### Work instructions:
Look for the word "wildcard" in the records, and copy each line where it appears.

### Source records:
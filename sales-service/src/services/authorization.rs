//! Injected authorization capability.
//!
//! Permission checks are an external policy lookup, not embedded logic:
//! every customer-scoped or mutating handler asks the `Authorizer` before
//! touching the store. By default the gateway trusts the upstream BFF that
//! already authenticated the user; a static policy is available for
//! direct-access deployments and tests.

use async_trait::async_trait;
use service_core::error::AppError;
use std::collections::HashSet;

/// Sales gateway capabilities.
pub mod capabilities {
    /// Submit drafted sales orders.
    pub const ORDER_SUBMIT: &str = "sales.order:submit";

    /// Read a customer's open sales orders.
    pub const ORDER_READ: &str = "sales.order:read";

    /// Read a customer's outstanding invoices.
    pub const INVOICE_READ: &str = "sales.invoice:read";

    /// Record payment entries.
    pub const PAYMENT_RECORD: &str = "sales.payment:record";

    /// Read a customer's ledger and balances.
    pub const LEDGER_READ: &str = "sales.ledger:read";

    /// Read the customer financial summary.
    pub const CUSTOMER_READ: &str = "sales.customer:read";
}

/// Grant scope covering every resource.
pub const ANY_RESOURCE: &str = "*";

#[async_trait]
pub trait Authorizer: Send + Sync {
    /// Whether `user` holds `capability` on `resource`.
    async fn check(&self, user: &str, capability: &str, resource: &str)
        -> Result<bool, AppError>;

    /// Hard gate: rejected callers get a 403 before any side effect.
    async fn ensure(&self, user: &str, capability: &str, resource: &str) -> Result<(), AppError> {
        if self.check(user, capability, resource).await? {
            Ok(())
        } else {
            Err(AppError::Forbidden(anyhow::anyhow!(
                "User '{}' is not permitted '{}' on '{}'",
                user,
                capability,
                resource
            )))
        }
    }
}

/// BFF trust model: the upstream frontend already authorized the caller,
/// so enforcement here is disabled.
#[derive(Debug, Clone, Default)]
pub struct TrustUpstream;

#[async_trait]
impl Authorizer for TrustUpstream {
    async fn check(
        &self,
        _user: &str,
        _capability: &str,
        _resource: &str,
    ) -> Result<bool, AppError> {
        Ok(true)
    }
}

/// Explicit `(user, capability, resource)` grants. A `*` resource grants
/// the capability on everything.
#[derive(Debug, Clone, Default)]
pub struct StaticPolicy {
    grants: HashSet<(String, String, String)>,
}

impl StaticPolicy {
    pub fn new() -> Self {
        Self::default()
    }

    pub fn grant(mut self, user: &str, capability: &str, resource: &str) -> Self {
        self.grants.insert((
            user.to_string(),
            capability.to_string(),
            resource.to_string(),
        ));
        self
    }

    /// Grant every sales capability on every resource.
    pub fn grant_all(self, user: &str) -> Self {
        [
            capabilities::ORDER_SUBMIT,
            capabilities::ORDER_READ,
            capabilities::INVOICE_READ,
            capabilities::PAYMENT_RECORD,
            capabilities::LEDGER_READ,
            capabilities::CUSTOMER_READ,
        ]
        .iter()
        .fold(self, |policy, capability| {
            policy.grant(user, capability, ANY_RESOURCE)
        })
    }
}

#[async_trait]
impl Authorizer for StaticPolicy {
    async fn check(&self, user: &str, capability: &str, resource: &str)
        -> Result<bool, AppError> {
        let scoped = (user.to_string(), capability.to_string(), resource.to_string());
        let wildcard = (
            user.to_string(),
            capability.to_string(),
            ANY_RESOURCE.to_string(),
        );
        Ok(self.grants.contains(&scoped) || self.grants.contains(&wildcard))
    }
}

==

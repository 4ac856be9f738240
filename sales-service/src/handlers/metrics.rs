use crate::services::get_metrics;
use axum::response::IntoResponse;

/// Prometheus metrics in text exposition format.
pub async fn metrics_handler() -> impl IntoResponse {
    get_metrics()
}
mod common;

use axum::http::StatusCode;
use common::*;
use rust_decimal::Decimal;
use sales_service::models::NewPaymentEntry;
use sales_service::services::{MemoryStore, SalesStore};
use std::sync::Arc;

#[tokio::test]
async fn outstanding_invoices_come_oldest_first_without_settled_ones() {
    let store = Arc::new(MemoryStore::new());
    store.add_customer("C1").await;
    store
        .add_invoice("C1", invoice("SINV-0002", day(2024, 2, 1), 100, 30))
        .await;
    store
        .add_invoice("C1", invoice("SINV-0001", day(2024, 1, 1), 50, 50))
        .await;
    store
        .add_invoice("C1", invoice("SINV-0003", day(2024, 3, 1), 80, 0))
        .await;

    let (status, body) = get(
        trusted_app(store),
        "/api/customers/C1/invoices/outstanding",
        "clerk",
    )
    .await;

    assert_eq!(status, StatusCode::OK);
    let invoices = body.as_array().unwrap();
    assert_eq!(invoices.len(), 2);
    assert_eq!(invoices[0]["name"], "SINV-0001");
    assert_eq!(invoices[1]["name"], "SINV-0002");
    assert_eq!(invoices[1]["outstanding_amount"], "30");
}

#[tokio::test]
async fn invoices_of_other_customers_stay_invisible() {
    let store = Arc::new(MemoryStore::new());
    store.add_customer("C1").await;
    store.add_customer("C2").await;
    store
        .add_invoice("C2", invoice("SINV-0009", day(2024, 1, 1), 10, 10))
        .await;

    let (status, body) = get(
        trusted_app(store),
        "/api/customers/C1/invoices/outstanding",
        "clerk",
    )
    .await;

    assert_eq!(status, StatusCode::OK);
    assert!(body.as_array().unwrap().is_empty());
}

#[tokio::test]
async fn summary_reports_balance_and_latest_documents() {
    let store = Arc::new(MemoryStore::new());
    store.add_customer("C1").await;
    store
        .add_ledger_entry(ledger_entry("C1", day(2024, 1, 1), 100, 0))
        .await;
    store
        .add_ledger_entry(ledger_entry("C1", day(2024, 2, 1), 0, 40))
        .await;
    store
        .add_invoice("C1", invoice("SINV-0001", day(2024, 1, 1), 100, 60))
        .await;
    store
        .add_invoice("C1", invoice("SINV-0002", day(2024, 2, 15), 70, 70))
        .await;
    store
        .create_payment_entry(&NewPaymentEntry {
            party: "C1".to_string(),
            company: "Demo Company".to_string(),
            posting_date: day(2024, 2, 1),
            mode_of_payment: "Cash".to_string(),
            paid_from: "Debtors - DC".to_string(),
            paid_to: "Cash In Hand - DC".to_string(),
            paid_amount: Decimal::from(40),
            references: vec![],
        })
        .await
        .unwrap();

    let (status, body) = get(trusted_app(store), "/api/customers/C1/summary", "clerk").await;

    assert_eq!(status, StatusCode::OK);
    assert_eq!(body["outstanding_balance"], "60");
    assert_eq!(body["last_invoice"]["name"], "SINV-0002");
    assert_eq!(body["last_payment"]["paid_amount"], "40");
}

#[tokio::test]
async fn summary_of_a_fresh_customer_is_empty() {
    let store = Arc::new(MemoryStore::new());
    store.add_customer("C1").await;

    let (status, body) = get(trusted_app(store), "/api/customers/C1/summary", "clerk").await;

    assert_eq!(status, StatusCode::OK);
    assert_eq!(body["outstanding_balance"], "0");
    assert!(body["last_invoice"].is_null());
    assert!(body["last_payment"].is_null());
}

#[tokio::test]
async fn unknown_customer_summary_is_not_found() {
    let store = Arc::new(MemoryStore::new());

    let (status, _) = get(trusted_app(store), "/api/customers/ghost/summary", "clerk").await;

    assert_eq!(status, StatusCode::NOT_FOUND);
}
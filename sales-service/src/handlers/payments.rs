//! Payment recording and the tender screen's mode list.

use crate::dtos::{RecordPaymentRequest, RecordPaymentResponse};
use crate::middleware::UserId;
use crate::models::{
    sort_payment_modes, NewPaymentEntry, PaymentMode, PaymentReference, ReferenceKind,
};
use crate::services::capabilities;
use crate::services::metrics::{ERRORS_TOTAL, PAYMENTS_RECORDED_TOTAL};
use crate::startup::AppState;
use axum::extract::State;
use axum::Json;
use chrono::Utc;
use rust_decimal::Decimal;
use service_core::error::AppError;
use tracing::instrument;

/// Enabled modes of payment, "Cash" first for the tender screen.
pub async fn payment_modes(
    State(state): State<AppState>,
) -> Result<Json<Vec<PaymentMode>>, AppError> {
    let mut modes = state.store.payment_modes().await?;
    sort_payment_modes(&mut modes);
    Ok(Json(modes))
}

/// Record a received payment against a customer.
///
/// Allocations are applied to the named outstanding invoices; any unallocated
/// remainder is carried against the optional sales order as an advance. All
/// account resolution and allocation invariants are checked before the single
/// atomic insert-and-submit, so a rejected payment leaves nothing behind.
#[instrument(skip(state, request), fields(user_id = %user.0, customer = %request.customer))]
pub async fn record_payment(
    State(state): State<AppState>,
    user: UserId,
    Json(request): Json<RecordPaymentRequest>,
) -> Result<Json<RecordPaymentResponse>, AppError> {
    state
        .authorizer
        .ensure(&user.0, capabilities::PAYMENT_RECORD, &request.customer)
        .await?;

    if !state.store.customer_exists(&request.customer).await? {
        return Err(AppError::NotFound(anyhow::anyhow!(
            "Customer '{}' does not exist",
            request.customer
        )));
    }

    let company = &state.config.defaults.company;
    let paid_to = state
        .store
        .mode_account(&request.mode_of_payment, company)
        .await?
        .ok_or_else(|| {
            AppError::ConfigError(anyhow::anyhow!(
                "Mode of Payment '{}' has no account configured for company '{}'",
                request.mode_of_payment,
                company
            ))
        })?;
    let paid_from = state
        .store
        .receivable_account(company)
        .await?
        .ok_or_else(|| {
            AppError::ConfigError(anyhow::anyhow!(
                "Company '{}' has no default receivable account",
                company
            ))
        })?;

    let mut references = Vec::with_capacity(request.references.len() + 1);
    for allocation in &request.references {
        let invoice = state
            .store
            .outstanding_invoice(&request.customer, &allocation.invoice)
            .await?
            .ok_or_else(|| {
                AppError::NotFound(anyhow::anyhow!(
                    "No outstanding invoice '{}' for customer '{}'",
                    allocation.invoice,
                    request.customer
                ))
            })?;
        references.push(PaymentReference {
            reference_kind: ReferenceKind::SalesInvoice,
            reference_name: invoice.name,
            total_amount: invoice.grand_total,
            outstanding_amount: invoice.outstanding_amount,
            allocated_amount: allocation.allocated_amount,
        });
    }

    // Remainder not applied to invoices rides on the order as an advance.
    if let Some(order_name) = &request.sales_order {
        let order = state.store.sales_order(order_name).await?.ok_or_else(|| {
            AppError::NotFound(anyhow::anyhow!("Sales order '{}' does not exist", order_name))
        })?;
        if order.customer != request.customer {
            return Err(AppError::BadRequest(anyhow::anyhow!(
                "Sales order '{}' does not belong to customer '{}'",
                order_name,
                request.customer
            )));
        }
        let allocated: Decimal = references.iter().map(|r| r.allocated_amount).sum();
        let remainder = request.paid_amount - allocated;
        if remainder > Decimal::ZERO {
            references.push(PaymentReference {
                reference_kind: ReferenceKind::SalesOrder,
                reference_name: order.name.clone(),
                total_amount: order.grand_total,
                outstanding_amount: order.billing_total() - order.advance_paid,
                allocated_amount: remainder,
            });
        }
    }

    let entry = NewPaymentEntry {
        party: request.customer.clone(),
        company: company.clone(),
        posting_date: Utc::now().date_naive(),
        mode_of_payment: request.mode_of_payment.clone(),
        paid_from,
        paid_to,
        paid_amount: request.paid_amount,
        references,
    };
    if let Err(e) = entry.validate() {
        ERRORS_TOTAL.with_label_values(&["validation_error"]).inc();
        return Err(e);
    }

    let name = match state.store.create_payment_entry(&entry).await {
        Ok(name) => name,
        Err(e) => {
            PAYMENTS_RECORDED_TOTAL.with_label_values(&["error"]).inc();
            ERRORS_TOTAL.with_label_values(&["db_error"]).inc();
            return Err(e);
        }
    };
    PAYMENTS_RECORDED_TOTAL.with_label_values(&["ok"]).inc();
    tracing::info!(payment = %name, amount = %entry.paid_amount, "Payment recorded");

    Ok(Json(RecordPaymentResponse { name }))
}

### Task answer:
        let wildcard = (
        Ok(self.grants.contains(&scoped) || self.grants.contains(&wildcard))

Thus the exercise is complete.